• _Work order_
Your answer should be the lines from the start of the records through the line with "fn parse_floats(expr: &str, tokens: &[&str])", copied word for word.

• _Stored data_
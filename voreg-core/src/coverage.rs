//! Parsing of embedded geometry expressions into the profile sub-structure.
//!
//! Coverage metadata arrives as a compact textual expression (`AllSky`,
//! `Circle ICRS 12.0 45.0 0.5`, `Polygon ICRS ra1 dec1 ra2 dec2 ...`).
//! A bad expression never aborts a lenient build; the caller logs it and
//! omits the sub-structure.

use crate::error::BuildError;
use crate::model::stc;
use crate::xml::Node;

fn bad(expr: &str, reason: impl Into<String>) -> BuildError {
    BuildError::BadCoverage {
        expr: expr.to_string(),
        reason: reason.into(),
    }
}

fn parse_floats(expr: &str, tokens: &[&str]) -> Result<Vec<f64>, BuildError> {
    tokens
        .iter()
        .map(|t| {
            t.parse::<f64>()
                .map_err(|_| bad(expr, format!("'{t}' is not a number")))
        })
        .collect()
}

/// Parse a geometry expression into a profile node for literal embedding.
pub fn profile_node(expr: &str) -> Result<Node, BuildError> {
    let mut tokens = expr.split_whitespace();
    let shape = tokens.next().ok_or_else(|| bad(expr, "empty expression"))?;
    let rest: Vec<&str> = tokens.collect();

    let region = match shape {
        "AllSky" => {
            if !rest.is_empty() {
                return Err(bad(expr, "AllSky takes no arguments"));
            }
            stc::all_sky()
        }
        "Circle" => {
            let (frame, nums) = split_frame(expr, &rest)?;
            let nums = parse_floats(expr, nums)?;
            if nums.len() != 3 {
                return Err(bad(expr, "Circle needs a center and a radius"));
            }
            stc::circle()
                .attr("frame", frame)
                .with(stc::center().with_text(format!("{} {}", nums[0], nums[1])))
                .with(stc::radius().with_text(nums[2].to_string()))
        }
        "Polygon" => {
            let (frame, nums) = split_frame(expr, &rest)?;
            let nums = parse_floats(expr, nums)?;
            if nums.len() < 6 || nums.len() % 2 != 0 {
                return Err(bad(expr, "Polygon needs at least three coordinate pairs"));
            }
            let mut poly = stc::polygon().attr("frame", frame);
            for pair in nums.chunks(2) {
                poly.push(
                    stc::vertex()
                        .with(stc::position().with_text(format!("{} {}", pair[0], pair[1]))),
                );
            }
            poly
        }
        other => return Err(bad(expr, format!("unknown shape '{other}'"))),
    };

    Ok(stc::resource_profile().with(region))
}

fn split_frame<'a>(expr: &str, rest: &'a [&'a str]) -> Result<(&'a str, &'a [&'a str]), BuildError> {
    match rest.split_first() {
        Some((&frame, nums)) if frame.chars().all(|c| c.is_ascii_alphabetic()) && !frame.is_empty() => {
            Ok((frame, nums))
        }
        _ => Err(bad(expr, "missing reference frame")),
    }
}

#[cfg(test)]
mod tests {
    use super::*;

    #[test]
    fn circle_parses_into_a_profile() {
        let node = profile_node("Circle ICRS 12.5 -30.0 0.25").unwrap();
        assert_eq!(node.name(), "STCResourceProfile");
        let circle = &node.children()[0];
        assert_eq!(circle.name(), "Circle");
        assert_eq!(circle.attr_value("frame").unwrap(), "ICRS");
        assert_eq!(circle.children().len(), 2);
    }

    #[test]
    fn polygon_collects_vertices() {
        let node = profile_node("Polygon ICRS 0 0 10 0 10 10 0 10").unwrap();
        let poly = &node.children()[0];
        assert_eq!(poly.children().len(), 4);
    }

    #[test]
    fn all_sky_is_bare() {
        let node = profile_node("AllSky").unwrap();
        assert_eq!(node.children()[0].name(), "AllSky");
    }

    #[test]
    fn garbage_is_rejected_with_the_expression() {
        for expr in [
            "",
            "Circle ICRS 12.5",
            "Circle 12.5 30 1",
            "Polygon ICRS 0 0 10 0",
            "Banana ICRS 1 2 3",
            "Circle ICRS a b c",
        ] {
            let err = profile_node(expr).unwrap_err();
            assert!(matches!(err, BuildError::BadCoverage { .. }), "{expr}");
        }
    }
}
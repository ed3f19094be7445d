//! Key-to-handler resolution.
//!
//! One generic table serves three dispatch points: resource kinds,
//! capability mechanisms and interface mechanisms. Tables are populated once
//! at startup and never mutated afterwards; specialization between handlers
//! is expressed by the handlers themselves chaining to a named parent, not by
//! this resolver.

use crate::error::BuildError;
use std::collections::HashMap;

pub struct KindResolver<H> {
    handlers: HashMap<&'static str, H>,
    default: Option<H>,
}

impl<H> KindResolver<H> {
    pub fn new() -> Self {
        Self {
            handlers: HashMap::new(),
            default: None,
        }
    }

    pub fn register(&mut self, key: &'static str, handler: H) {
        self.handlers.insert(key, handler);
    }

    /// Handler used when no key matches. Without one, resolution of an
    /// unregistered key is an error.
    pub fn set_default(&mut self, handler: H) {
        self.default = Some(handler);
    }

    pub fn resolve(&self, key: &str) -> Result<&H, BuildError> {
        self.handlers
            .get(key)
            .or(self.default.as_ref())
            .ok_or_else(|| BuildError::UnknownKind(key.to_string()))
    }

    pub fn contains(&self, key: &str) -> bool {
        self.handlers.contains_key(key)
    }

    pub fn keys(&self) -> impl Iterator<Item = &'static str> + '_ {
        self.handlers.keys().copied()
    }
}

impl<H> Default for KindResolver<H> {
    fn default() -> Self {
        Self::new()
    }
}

• _Task response_
filename voreg-core/src/coverage.rs
//! Parsing of embedded geometry expressions into the profile sub-structure.
//!
//! Coverage metadata arrives as a compact textual expression (`AllSky`,
//! `Circle ICRS 12.0 45.0 0.5`, `Polygon ICRS ra1 dec1 ra2 dec2 ...`).
//! A bad expression never aborts a lenient build; the caller logs it and
//! omits the sub-structure.

use crate::error::BuildError;
use crate::model::stc;
use crate::xml::Node;

fn bad(expr: &str, reason: impl Into<String>) -> BuildError {
    BuildError::BadCoverage {
        expr: expr.to_string(),
        reason: reason.into(),
    }
}

fn parse_floats(expr: &str, tokens: &[&str]) -> Result<Vec<f64>, BuildError> {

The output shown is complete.